Material for this task below:

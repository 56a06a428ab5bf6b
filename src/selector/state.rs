use serde::Serialize;
use thiserror::Error;

use crate::models::{Prediction, Selection, Symptom, Vocabulary};
use crate::predictor::PredictorError;

// ═══════════════════════════════════════════════════════════
// Types
// ═══════════════════════════════════════════════════════════

/// Submit attempted with nothing selected.
#[derive(Error, Debug, Clone, Copy, PartialEq, Eq)]
pub enum SelectorError {
    #[error("Please select at least one symptom")]
    EmptySelection,
}

/// Visual severity of an alert panel.
#[derive(Debug, Clone, Copy, PartialEq, Eq)]
pub enum Severity {
    Info,
    Warning,
    Danger,
}

/// What the results area currently shows.
#[derive(Debug, Clone, PartialEq, Serialize)]
#[serde(tag = "kind", rename_all = "snake_case")]
pub enum ResultsPanel {
    /// Nothing submitted yet, or the last alert was dismissed.
    Idle,
    /// Submit was attempted with an empty selection.
    EmptySelection,
    /// The vocabulary could not be loaded.
    LoadFailed { detail: String },
    /// The prediction call failed.
    PredictFailed { detail: String },
    /// The backend returned no predictions.
    NoMatches,
    /// Prediction cards, in backend order.
    Predictions { predictions: Vec<Prediction> },
}

impl ResultsPanel {
    /// Alert severity and message, or `None` when the panel is not an alert.
    pub fn alert(&self) -> Option<(Severity, String)> {
        match self {
            Self::Idle | Self::Predictions { .. } => None,
            Self::EmptySelection => Some((
                Severity::Warning,
                SelectorError::EmptySelection.to_string(),
            )),
            Self::LoadFailed { detail } => Some((
                Severity::Danger,
                format!(
                    "Error loading symptoms: {detail}. Please make sure the backend server is running."
                ),
            )),
            Self::PredictFailed { detail } => Some((
                Severity::Danger,
                format!("Error: {detail}. Please make sure the backend server is running."),
            )),
            Self::NoMatches => Some((
                Severity::Info,
                "No matching diseases found. Please try different symptoms.".to_string(),
            )),
        }
    }
}

/// Identifies one prediction submission. Only the latest issued ticket is applied.
pub type Ticket = u64;

/// Everything that can happen to the selector.
#[derive(Debug, Clone, PartialEq)]
pub enum SelectorEvent {
    /// Ask for the vocabulary to be (re)loaded.
    VocabularyRequested,
    /// Outcome of the vocabulary fetch.
    VocabularyLoaded(Result<Vocabulary, PredictorError>),
    /// Search field text set outside the keystroke stream (e.g. `GET /?q=`).
    SearchChanged(String),
    /// One keystroke's search text. `seq` grows with every keystroke; an older
    /// `seq` arriving late is ignored.
    SearchInput { seq: u64, text: String },
    /// A dropdown entry was clicked.
    SymptomToggled(Symptom),
    /// Enter pressed in the search field with this input.
    SearchConfirmed(String),
    /// A chip's remove control was clicked.
    SymptomRemoved(Symptom),
    /// The predict form was submitted.
    SubmitRequested,
    /// Outcome of a prediction call.
    PredictionsReceived {
        ticket: Ticket,
        result: Result<Vec<Prediction>, PredictorError>,
    },
    /// The alert panel was dismissed.
    PanelDismissed,
}

/// Network work an event requires. At most one per event.
#[derive(Debug, Clone, PartialEq, Eq)]
pub enum Effect {
    None,
    FetchVocabulary,
    RequestPredictions {
        ticket: Ticket,
        symptoms: Vec<Symptom>,
    },
}

/// One rendered dropdown entry.
#[derive(Debug, Clone, PartialEq, Eq)]
pub struct DropdownItem<'a> {
    pub symptom: &'a Symptom,
    pub active: bool,
}

// ═══════════════════════════════════════════════════════════
// SelectorState
// ═══════════════════════════════════════════════════════════

/// Component-local state of the symptom selector.
#[derive(Debug, Clone, PartialEq)]
pub struct SelectorState {
    vocabulary: Vocabulary,
    selection: Selection,
    search_text: String,
    search_seq: u64,
    panel: ResultsPanel,
    latest_ticket: Ticket,
}

impl Default for SelectorState {
    fn default() -> Self {
        Self::new()
    }
}

impl SelectorState {
    pub fn new() -> Self {
        Self {
            vocabulary: Vocabulary::default(),
            selection: Selection::new(),
            search_text: String::new(),
            search_seq: 0,
            panel: ResultsPanel::Idle,
            latest_ticket: 0,
        }
    }

    pub fn vocabulary(&self) -> &Vocabulary {
        &self.vocabulary
    }

    pub fn selection(&self) -> &Selection {
        &self.selection
    }

    pub fn search_text(&self) -> &str {
        &self.search_text
    }

    pub fn panel(&self) -> &ResultsPanel {
        &self.panel
    }

    pub fn latest_ticket(&self) -> Ticket {
        self.latest_ticket
    }

    /// Dropdown entries for the current search text, each flagged by selection membership.
    pub fn dropdown(&self) -> Vec<DropdownItem<'_>> {
        self.vocabulary
            .filter(&self.search_text)
            .map(|symptom| DropdownItem {
                symptom,
                active: self.selection.contains(symptom),
            })
            .collect()
    }

    /// Apply one event and return the network work it requires.
    pub fn apply(&mut self, event: SelectorEvent) -> Effect {
        match event {
            SelectorEvent::VocabularyRequested => Effect::FetchVocabulary,

            SelectorEvent::VocabularyLoaded(Ok(vocabulary)) => {
                tracing::info!(symptoms = vocabulary.len(), "Symptom vocabulary loaded");
                self.vocabulary = vocabulary;
                if matches!(self.panel, ResultsPanel::LoadFailed { .. }) {
                    self.panel = ResultsPanel::Idle;
                }
                Effect::None
            }

            SelectorEvent::VocabularyLoaded(Err(e)) => {
                tracing::error!(error = %e, "Error loading symptoms");
                self.panel = ResultsPanel::LoadFailed {
                    detail: e.to_string(),
                };
                Effect::None
            }

            SelectorEvent::SearchChanged(text) => {
                self.search_text = text;
                Effect::None
            }

            SelectorEvent::SearchInput { seq, text } => {
                if seq > self.search_seq {
                    self.search_seq = seq;
                    self.search_text = text;
                } else {
                    tracing::debug!(
                        seq,
                        latest = self.search_seq,
                        "Discarding stale search input"
                    );
                }
                Effect::None
            }

            SelectorEvent::SymptomToggled(symptom) => {
                if self.vocabulary.contains(&symptom) || self.selection.contains(&symptom) {
                    self.selection.toggle(symptom);
                } else {
                    tracing::debug!(%symptom, "Ignoring toggle of unknown symptom");
                }
                Effect::None
            }

            SelectorEvent::SearchConfirmed(input) => {
                self.confirm_search(&input);
                Effect::None
            }

            SelectorEvent::SymptomRemoved(symptom) => {
                self.selection.remove(&symptom);
                Effect::None
            }

            SelectorEvent::SubmitRequested => match self.begin_submit() {
                Ok(effect) => effect,
                Err(SelectorError::EmptySelection) => {
                    self.panel = ResultsPanel::EmptySelection;
                    Effect::None
                }
            },

            SelectorEvent::PredictionsReceived { ticket, result } => {
                self.receive_predictions(ticket, result);
                Effect::None
            }

            SelectorEvent::PanelDismissed => {
                if self.panel.alert().is_some() {
                    self.panel = ResultsPanel::Idle;
                }
                Effect::None
            }
        }
    }

    // ── Internal ────────────────────────────────────────────

    fn confirm_search(&mut self, input: &str) {
        let Some(symptom) = self.vocabulary.resolve(input).cloned() else {
            // No match: silent no-op, the typed text stays.
            self.search_text = input.to_string();
            return;
        };
        self.selection.insert(symptom);
        self.search_text.clear();
    }

    fn begin_submit(&mut self) -> Result<Effect, SelectorError> {
        // Every submit supersedes any prediction still in flight.
        self.latest_ticket += 1;
        if self.selection.is_empty() {
            return Err(SelectorError::EmptySelection);
        }
        Ok(Effect::RequestPredictions {
            ticket: self.latest_ticket,
            symptoms: self.selection.to_vec(),
        })
    }

    fn receive_predictions(
        &mut self,
        ticket: Ticket,
        result: Result<Vec<Prediction>, PredictorError>,
    ) {
        if ticket != self.latest_ticket {
            tracing::debug!(
                ticket,
                latest = self.latest_ticket,
                "Discarding stale prediction response"
            );
            return;
        }
        self.panel = match result {
            Ok(predictions) if predictions.is_empty() => ResultsPanel::NoMatches,
            Ok(predictions) => ResultsPanel::Predictions { predictions },
            Err(e) => {
                tracing::error!(error = %e, "Prediction request failed");
                ResultsPanel::PredictFailed {
                    detail: e.to_string(),
                }
            }
        };
    }
}

// ═══════════════════════════════════════════════════════════
// Tests
// ═══════════════════════════════════════════════════════════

End of Material for this task.

_Activity_
Count of lines that include "impl" in the records above: write that value only.

_Answer section_
3